- Given information:
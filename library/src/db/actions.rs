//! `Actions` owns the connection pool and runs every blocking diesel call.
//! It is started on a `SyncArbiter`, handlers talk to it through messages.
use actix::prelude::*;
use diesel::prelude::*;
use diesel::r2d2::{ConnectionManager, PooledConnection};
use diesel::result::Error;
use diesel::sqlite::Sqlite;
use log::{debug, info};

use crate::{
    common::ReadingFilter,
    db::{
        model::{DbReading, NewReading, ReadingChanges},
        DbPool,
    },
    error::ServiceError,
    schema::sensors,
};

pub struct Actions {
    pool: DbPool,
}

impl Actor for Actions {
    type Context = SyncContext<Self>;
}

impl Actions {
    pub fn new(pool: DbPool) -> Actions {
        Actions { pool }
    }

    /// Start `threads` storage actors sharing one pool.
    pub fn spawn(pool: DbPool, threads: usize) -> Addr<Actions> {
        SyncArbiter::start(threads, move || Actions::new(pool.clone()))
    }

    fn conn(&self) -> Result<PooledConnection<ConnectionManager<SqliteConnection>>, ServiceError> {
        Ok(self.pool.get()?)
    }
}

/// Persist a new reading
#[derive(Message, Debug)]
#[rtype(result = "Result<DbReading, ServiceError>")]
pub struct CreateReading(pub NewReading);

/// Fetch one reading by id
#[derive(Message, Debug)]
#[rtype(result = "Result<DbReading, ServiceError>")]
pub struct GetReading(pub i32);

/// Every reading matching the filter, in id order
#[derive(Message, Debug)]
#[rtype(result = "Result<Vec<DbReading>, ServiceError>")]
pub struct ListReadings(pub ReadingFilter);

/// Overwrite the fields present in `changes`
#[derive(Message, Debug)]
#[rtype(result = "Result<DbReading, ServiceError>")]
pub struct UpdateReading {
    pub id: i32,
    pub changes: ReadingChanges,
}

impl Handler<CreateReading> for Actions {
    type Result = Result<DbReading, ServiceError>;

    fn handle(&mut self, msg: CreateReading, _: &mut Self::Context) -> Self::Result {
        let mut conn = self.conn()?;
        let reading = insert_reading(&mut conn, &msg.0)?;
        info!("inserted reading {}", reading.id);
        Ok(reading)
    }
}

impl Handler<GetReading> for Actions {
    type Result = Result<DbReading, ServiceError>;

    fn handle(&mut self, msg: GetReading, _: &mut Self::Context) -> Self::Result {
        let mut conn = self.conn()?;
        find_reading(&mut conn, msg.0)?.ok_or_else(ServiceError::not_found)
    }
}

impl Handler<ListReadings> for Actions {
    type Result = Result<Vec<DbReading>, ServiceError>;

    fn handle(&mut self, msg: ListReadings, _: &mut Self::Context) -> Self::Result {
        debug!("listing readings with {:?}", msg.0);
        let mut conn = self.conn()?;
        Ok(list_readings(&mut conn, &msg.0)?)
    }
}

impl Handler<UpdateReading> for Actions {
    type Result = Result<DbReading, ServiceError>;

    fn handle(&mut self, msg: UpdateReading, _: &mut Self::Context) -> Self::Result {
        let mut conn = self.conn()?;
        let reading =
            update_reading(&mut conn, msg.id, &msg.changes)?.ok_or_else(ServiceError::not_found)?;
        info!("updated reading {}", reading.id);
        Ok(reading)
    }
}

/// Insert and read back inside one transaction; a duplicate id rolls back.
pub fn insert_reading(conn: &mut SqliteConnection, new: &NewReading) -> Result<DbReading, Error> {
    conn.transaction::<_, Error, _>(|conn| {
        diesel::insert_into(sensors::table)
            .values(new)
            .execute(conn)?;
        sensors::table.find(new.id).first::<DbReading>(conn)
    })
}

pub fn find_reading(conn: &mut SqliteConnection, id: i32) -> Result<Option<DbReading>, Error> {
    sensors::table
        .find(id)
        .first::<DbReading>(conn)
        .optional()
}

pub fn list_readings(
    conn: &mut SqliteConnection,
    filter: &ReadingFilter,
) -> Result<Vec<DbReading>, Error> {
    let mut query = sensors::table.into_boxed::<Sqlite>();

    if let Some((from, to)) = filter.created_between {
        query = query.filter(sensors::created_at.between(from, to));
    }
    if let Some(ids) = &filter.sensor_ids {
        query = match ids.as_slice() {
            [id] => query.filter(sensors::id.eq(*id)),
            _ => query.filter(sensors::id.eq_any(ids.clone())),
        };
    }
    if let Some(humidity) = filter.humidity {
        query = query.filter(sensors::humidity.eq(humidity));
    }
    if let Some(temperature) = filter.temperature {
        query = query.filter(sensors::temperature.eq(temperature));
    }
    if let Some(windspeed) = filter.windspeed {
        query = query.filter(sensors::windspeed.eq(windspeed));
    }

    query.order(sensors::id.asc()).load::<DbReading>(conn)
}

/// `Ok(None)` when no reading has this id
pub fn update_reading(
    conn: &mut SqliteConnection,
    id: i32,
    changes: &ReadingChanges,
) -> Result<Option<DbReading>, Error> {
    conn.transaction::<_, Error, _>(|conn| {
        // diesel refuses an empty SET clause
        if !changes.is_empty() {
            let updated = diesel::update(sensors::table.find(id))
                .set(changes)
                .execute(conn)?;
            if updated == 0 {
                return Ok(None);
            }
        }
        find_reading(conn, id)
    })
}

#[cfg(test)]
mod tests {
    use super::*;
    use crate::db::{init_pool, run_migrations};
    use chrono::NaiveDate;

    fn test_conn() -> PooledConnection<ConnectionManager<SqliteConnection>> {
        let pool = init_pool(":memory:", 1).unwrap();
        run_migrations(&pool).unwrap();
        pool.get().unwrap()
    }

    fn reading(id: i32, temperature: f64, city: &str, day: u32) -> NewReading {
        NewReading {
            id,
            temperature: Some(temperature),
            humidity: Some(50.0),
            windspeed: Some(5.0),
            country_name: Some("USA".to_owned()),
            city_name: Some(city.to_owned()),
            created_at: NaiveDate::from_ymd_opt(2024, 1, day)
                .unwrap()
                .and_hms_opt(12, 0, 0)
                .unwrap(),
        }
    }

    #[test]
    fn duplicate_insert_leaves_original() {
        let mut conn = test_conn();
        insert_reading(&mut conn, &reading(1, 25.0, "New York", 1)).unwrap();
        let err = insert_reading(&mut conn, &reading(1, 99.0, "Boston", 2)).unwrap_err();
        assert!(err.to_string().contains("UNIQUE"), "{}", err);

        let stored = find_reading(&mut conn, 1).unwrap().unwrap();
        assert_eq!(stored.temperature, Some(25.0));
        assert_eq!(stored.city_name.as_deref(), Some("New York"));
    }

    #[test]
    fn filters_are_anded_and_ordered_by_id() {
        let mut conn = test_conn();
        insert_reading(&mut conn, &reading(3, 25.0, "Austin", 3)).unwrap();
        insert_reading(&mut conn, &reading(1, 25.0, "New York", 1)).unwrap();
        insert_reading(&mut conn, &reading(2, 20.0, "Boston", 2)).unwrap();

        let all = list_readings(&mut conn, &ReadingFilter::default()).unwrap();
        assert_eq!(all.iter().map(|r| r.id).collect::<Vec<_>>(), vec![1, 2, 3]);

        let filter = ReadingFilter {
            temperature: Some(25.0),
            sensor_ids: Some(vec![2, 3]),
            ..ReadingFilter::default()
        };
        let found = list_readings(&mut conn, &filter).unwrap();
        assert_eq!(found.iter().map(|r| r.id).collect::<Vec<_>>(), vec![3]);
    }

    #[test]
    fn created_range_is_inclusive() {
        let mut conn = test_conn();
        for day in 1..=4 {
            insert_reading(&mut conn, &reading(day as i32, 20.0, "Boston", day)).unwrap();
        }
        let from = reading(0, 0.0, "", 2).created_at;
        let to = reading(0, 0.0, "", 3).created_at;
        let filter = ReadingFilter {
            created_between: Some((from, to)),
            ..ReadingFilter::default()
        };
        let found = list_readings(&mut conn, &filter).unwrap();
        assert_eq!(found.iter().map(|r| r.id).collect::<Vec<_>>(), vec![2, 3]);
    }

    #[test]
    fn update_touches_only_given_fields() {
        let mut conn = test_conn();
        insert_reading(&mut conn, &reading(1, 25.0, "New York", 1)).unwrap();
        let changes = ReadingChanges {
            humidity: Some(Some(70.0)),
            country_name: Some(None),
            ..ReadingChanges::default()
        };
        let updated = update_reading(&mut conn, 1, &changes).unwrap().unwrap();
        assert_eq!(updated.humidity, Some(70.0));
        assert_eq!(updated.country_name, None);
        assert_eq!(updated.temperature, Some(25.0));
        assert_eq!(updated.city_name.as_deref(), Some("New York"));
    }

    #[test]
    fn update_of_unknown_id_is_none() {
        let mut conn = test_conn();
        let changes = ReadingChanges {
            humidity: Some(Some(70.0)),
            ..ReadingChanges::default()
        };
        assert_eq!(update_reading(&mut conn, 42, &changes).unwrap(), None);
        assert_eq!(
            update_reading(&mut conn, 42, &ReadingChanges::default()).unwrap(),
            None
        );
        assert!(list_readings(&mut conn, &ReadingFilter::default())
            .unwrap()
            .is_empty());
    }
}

- Exercise:
Whenever the word "humidity" appears in a line of the listing, copy out that line.

- Solution:
    if let Some(humidity) = filter.humidity {
        query = query.filter(sensors::humidity.eq(humidity));
            humidity: Some(50.0),
            humidity: Some(Some(70.0)),
        assert_eq!(updated.humidity, Some(70.0));
            humidity: Some(Some(70.0)),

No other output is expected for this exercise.